1. Specify the custom_insync flag on your type
2. Specify an insync? method in your provider which takes the parameters:
   • context - so you can do custom logging if needed
   • name - the rsapi title of the resource)
   • attribute_name - the attribute currently being evaluated by Puppet in the overall state validation
   • is_hash - the current state of the resource, including all values, not just the one under test
   • should_hash - the canonicalized should hash of the resource, including all values so that parameters etc can be accessed in the custom insync logic
3. Use a case statement on attribute_name and add your custom handling for the property whose insync behavior you want to change.
   • In each of these cases, you will want to return true or false if the insync status can be known, and otherwise continue execution (barring an error).
   • If the insync? method in the provider returns nil for that attribute - in other words, if not custom logic is triggered which is able to determine the insync status of the attribute - then the run will fall back on the default comparison behavior in Puppet::Property - this means you don't need to add handling for every attribute, only the ones whose behavior you want to change.

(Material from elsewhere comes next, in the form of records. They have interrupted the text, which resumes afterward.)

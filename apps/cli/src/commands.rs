//! CLI command definitions, routing, and tracing setup.

use std::path::PathBuf;

use clap::{Parser, Subcommand};
use color_eyre::eyre::{Result, eyre};
use indicatif::{ProgressBar, ProgressStyle};
use tracing::info;

use kbsync_core::{ProgressReporter, SyncReport, run_sync};
use kbsync_shared::{AppConfig, VectorStoreId, init_config, load_config, resolve_settings};

// ---------------------------------------------------------------------------
// CLI structure
// ---------------------------------------------------------------------------

/// kbsync — keep the assistant's knowledge base in step with local docs.
#[derive(Parser)]
#[command(
    name = "kbsync",
    version,
    about = "Synchronize local documentation files with the assistant's remote vector store.",
    long_about = None,
)]
pub(crate) struct Cli {
    /// Log format: text (default) or json.
    #[arg(long, default_value = "text", global = true)]
    pub log_format: LogFormat,

    /// Verbosity level (-v, -vv, -vvv).
    #[arg(short, long, action = clap::ArgAction::Count, global = true)]
    pub verbose: u8,

    #[command(subcommand)]
    pub command: Command,
}

/// Log output format.
#[derive(Clone, Debug, clap::ValueEnum)]
pub(crate) enum LogFormat {
    Text,
    Json,
}

/// Top-level CLI subcommands.
#[derive(Subcommand)]
pub(crate) enum Command {
    /// Run the sync: clean stale remote copies, upload, register.
    Sync {
        /// Directory holding the documentation files (defaults to cwd).
        #[arg(short, long)]
        dir: Option<PathBuf>,

        /// Vector store id to sync into (overrides the env-provided id).
        #[arg(short, long)]
        store: Option<String>,
    },

    /// Configuration management.
    Config {
        /// Config subcommand.
        #[command(subcommand)]
        action: ConfigAction,
    },
}

/// Config subcommands.
#[derive(Subcommand)]
pub(crate) enum ConfigAction {
    /// Initialize config file with defaults.
    Init,
    /// Show resolved configuration.
    Show,
}

// ---------------------------------------------------------------------------
// Tracing setup
// ---------------------------------------------------------------------------

/// Initialize tracing based on CLI flags.
pub(crate) fn init_tracing(cli: &Cli) {
    use tracing_subscriber::{EnvFilter, fmt};

    let filter = match cli.verbose {
        0 => "kbsync=info",
        1 => "kbsync=debug",
        _ => "kbsync=trace",
    };

    let env_filter = EnvFilter::try_from_default_env().unwrap_or_else(|_| EnvFilter::new(filter));

    match cli.log_format {
        LogFormat::Text => {
            fmt().with_env_filter(env_filter).with_target(false).init();
        }
        LogFormat::Json => {
            fmt().json().with_env_filter(env_filter).init();
        }
    }
}

// ---------------------------------------------------------------------------
// Command dispatch
// ---------------------------------------------------------------------------

/// Run the CLI command.
pub(crate) async fn run(cli: Cli) -> Result<()> {
    match cli.command {
        Command::Sync { dir, store } => cmd_sync(dir, store.as_deref()).await,
        Command::Config { action } => match action {
            ConfigAction::Init => cmd_config_init().await,
            ConfigAction::Show => cmd_config_show().await,
        },
    }
}

async fn cmd_sync(dir: Option<PathBuf>, store: Option<&str>) -> Result<()> {
    let config = load_config()?;

    let working_dir = match dir {
        Some(d) => d,
        None => std::env::current_dir()
            .map_err(|e| eyre!("cannot determine working directory: {e}"))?,
    };

    let mut settings = resolve_settings(&config, working_dir)?;
    if let Some(id) = store {
        settings.vector_store_id = Some(VectorStoreId::from(id));
    }

    info!(
        assistant_id = %settings.assistant_id,
        store_id = ?settings.vector_store_id,
        dir = %settings.working_dir.display(),
        "starting sync"
    );

    let reporter = CliProgress::new();
    let report = run_sync(&settings, &reporter).await?;

    // Print summary
    println!();
    println!("  Knowledge base synchronized!");
    println!("  Store:    {}", report.store_id);
    if report.store_created {
        println!("            (created this run — capture the id to reuse it)");
    }
    println!("  Removed:  {}", report.files_removed);
    println!("  Uploaded: {}", report.files_uploaded);
    println!("  Batch:    {}", report.batch_id);
    println!("  Time:     {:.1}s", report.elapsed.as_secs_f64());
    println!();

    Ok(())
}

async fn cmd_config_init() -> Result<()> {
    let path = init_config()?;
    println!("Config initialized at: {}", path.display());
    Ok(())
}

async fn cmd_config_show() -> Result<()> {
    let config: AppConfig = load_config()?;
    let toml_str = toml::to_string_pretty(&config)?;
    println!("{toml_str}");
    Ok(())
}

// ---------------------------------------------------------------------------
// CLI progress reporter
// ---------------------------------------------------------------------------

/// CLI progress reporter using an indicatif spinner.
struct CliProgress {
    spinner: ProgressBar,
}

impl CliProgress {
    fn new() -> Self {
        let spinner = ProgressBar::new_spinner();
        spinner.set_style(
            ProgressStyle::with_template("{spinner:.cyan} {msg}")
                .unwrap()
                .tick_strings(&["⠋", "⠙", "⠹", "⠸", "⠼", "⠴", "⠦", "⠧", "⠇", "⠏"]),
        );
        spinner.enable_steady_tick(std::time::Duration::from_millis(80));
        Self { spinner }
    }
}

impl ProgressReporter for CliProgress {
    fn phase(&self, name: &str) {
        self.spinner.set_message(name.to_string());
    }

    fn file_uploaded(&self, name: &str, current: usize, total: usize) {
        self.spinner
            .set_message(format!("Uploading [{current}/{total}] {name}"));
    }

    fn done(&self, _report: &SyncReport) {
        self.spinner.finish_and_clear();
    }
}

Our hope is that by requiring minimal extra handling in the provider's insync? method you can get a flexible but not onerous way to override default insync comparisons. Note that insync? is only called for properties, not parameters or read only properties, and once for each property.

[FredericLespez]

@michaeltlombardi Thanks for your PR.

I am currently testing the new custom_insync feature.
So far, it is really good and I easily managed to implement an upper boundary to a property.

I found a little bug:
If insync? returns false with a string to change the default report message, the custom message is not displayed when you run puppet agent with --noop (the default message is displayed). The custom message is correctly displayed when running the agent without --noop.